40 Jahre Córdoba – Wir und die Preußen
40 Jahre Córdoba. Wie ein ganz normaler Fußballsieg in der Rückschau immer größer wurde.
Ein kraftvoller Sprint in den Strafraum, ein eleganter Haken, ein Schuss am herausstürzenden Torhüter vorbei. Hans Krankls Tor zum 3:2 von Österreich gegen Deutschland bei der WM 1978 in Córdoba gehört zweifellos in die Kategorie „Traumtore“. Doch dieser Treffer löste sehr viel mehr aus. Keine Aufzählung der Sternstunden in Rot-Weiß-Rot kommt ohne den 3:2Sieg gegen die Bundesrepublik Deutschland am 21. Juni 1978 aus, Krankls beide Tore und das euphorische „I wer’ narrisch!“von Radioreporter Edi Finger.

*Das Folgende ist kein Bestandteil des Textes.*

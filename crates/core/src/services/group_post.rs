//! Posts inside groups, with their likes and comments.

use std::collections::HashSet;

use chrono::{DateTime, FixedOffset, Utc};
use sea_orm::Set;
use serde::{Deserialize, Serialize};
use universe_common::{AppError, AppResult, IdGenerator};
use universe_db::{
    entities::{group, group_membership, group_post, group_post_comment, group_post_like},
    repositories::{GroupPostRepository, GroupRepository},
};
use validator::Validate;

use crate::services::directory::{UserDirectory, UserSummary, summary_or_unknown};
use crate::services::post::LikeToggle;

/// Posts per group page.
const GROUP_FEED_LIMIT: u64 = 30;

/// Input for posting in a group.
#[derive(Debug, Deserialize, Validate)]
#[serde(rename_all = "camelCase")]
pub struct CreateGroupPostInput {
    #[validate(
        length(min = 1, max = 5000),
        custom(function = "universe_common::validation::validate_not_blank")
    )]
    pub content: String,

    #[validate(url)]
    pub image_url: Option<String>,
}

/// Input for commenting on a group post.
#[derive(Debug, Deserialize, Validate)]
pub struct GroupCommentInput {
    #[validate(length(max = 1000))]
    pub content: String,
}

/// A group post annotated for a viewer.
#[derive(Debug, Clone, Serialize)]
#[serde(rename_all = "camelCase")]
pub struct GroupPostView {
    pub id: String,
    pub group_id: String,
    pub author: UserSummary,
    pub content: String,
    pub image_url: Option<String>,
    pub is_pinned: bool,
    pub created_at: DateTime<FixedOffset>,
    pub like_count: i64,
    pub comment_count: i64,
    pub liked: bool,
}

/// A comment on a group post.
#[derive(Debug, Clone, Serialize)]
#[serde(rename_all = "camelCase")]
pub struct GroupCommentView {
    pub id: String,
    pub author: UserSummary,
    pub content: String,
    pub created_at: DateTime<FixedOffset>,
}

/// Group post service for business logic.
#[derive(Clone)]
pub struct GroupPostService {
    group_repo: GroupRepository,
    post_repo: GroupPostRepository,
    directory: UserDirectory,
    id_gen: IdGenerator,
}

impl GroupPostService {
    /// Create a new group post service.
    #[must_use]
    pub const fn new(
        group_repo: GroupRepository,
        post_repo: GroupPostRepository,
        directory: UserDirectory,
    ) -> Self {
        Self {
            group_repo,
            post_repo,
            directory,
            id_gen: IdGenerator::new(),
        }
    }

    /// Posts of a group, pinned first, then newest first.
    ///
    /// Callers check that the viewer may see the group.
    pub async fn feed(
        &self,
        group_id: &str,
        viewer_id: &str,
        until_id: Option<&str>,
    ) -> AppResult<Vec<GroupPostView>> {
        let posts = self
            .post_repo
            .find_by_group(group_id, GROUP_FEED_LIMIT, until_id)
            .await?;
        self.annotate(posts, viewer_id).await
    }

    /// Post in a group. Only approved members may post.
    pub async fn create_post(
        &self,
        author_id: &str,
        group_id: &str,
        input: CreateGroupPostInput,
    ) -> AppResult<group_post::Model> {
        input.validate()?;

        let group = self.group_repo.get_by_id(group_id).await?;
        self.require_member(&group.id, author_id).await?;

        let model = group_post::ActiveModel {
            id: Set(self.id_gen.generate()),
            group_id: Set(group.id),
            author_id: Set(author_id.to_string()),
            content: Set(input.content.trim().to_string()),
            image_url: Set(input.image_url),
            is_pinned: Set(false),
            created_at: Set(Utc::now().into()),
            updated_at: Set(None),
        };

        self.post_repo.create(model).await
    }

    /// Delete a group post. Allowed for its author and for moderators.
    pub async fn delete_post(&self, user_id: &str, post_id: &str) -> AppResult<()> {
        let post = self.post_repo.get_by_id(post_id).await?;

        if post.author_id != user_id {
            let membership = self.group_repo.find_membership(&post.group_id, user_id).await?;
            if !membership.as_ref().is_some_and(group_membership::Model::can_moderate) {
                return Err(AppError::Forbidden(
                    "Only the author or a moderator can delete this post".to_string(),
                ));
            }
        }

        self.post_repo.delete(&post.id).await
    }

    /// Like a group post, or remove the like if it exists.
    pub async fn toggle_like(&self, user_id: &str, post_id: &str) -> AppResult<LikeToggle> {
        let post = self.post_repo.get_by_id(post_id).await?;
        let group = self.group_repo.get_by_id(&post.group_id).await?;
        self.require_visible(&group, user_id).await?;

        let liked = if self.post_repo.delete_like(user_id, &post.id).await? {
            false
        } else {
            let model = group_post_like::ActiveModel {
                id: Set(self.id_gen.generate()),
                user_id: Set(user_id.to_string()),
                post_id: Set(post.id.clone()),
                created_at: Set(Utc::now().into()),
            };
            match self.post_repo.create_like(model).await {
                Ok(_) => {}
                Err(e) if e.is_conflict() => {}
                Err(e) => return Err(e),
            }
            true
        };

        let like_count = self.post_repo.count_likes(&post.id).await?;
        Ok(LikeToggle { liked, like_count })
    }

    /// Comment on a group post. Only approved members may comment.
    pub async fn add_comment(
        &self,
        author_id: &str,
        post_id: &str,
        input: GroupCommentInput,
    ) -> AppResult<GroupCommentView> {
        let content = input.content.trim().to_string();
        if content.is_empty() {
            return Err(AppError::BadRequest("Comment cannot be empty".to_string()));
        }
        input.validate()?;

        let post = self.post_repo.get_by_id(post_id).await?;
        self.require_member(&post.group_id, author_id).await?;

        let model = group_post_comment::ActiveModel {
            id: Set(self.id_gen.generate()),
            post_id: Set(post.id),
            author_id: Set(author_id.to_string()),
            content: Set(content),
            created_at: Set(Utc::now().into()),
        };
        let comment = self.post_repo.create_comment(model).await?;

        let authors = self.directory.summaries(std::slice::from_ref(&comment.author_id)).await?;
        Ok(GroupCommentView {
            author: summary_or_unknown(&authors, &comment.author_id),
            id: comment.id,
            content: comment.content,
            created_at: comment.created_at,
        })
    }

    /// Comments on a group post, oldest first.
    pub async fn list_comments(&self, viewer_id: &str, post_id: &str) -> AppResult<Vec<GroupCommentView>> {
        let post = self.post_repo.get_by_id(post_id).await?;
        let group = self.group_repo.get_by_id(&post.group_id).await?;
        self.require_visible(&group, viewer_id).await?;

        let comments = self.post_repo.find_comments(&post.id).await?;
        let author_ids: Vec<String> = comments.iter().map(|c| c.author_id.clone()).collect();
        let authors = self.directory.summaries(&author_ids).await?;

        Ok(comments
            .into_iter()
            .map(|c| GroupCommentView {
                author: summary_or_unknown(&authors, &c.author_id),
                id: c.id,
                content: c.content,
                created_at: c.created_at,
            })
            .collect())
    }

    /// Pin or unpin a post. Moderators only. Returns the new pinned state.
    pub async fn pin_post(&self, user_id: &str, post_id: &str) -> AppResult<bool> {
        let post = self.post_repo.get_by_id(post_id).await?;
        let membership = self.group_repo.find_membership(&post.group_id, user_id).await?;
        if !membership.as_ref().is_some_and(group_membership::Model::can_moderate) {
            return Err(AppError::Forbidden(
                "Only moderators can pin posts".to_string(),
            ));
        }

        let pinned = !post.is_pinned;
        let mut active: group_post::ActiveModel = post.into();
        active.is_pinned = Set(pinned);
        active.updated_at = Set(Some(Utc::now().into()));
        self.post_repo.update(active).await?;

        Ok(pinned)
    }

    async fn annotate(
        &self,
        posts: Vec<group_post::Model>,
        viewer_id: &str,
    ) -> AppResult<Vec<GroupPostView>> {
        if posts.is_empty() {
            return Ok(vec![]);
        }

        let ids: Vec<String> = posts.iter().map(|p| p.id.clone()).collect();
        let author_ids: Vec<String> = posts.iter().map(|p| p.author_id.clone()).collect();

        let like_counts = self.post_repo.count_likes_by_posts(&ids).await?;
        let comment_counts = self.post_repo.count_comments_by_posts(&ids).await?;
        let liked: HashSet<String> = self.post_repo.liked_post_ids(viewer_id, &ids).await?;
        let authors = self.directory.summaries(&author_ids).await?;

        Ok(posts
            .into_iter()
            .map(|p| GroupPostView {
                author: summary_or_unknown(&authors, &p.author_id),
                like_count: like_counts.get(&p.id).copied().unwrap_or(0),
                comment_count: comment_counts.get(&p.id).copied().unwrap_or(0),
                liked: liked.contains(&p.id),
                id: p.id,
                group_id: p.group_id,
                content: p.content,
                image_url: p.image_url,
                is_pinned: p.is_pinned,
                created_at: p.created_at,
            })
            .collect())
    }

    async fn require_member(&self, group_id: &str, user_id: &str) -> AppResult<()> {
        let membership = self.group_repo.find_membership(group_id, user_id).await?;
        if membership.as_ref().is_some_and(group_membership::Model::is_active) {
            Ok(())
        } else {
            Err(AppError::Forbidden(
                "You must be a member of this group".to_string(),
            ))
        }
    }

    async fn require_visible(&self, group: &group::Model, user_id: &str) -> AppResult<()> {
        if group.privacy.is_public() {
            return Ok(());
        }
        self.require_member(&group.id, user_id).await
    }
}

Dabei begründete das 3:2 keinen zählbaren Titelgewinn, Österreichs Fußballer haben nie eine große Trophäe in die Höhe gereckt. Sie haben nur dieses eine Mal den großen Nachbarn von einer Weltmeisterschaft nach Hause geschickt. Wie konnte ein vergleichsweise bedeutungsloses Spiel zu einem solchen Mythos werden?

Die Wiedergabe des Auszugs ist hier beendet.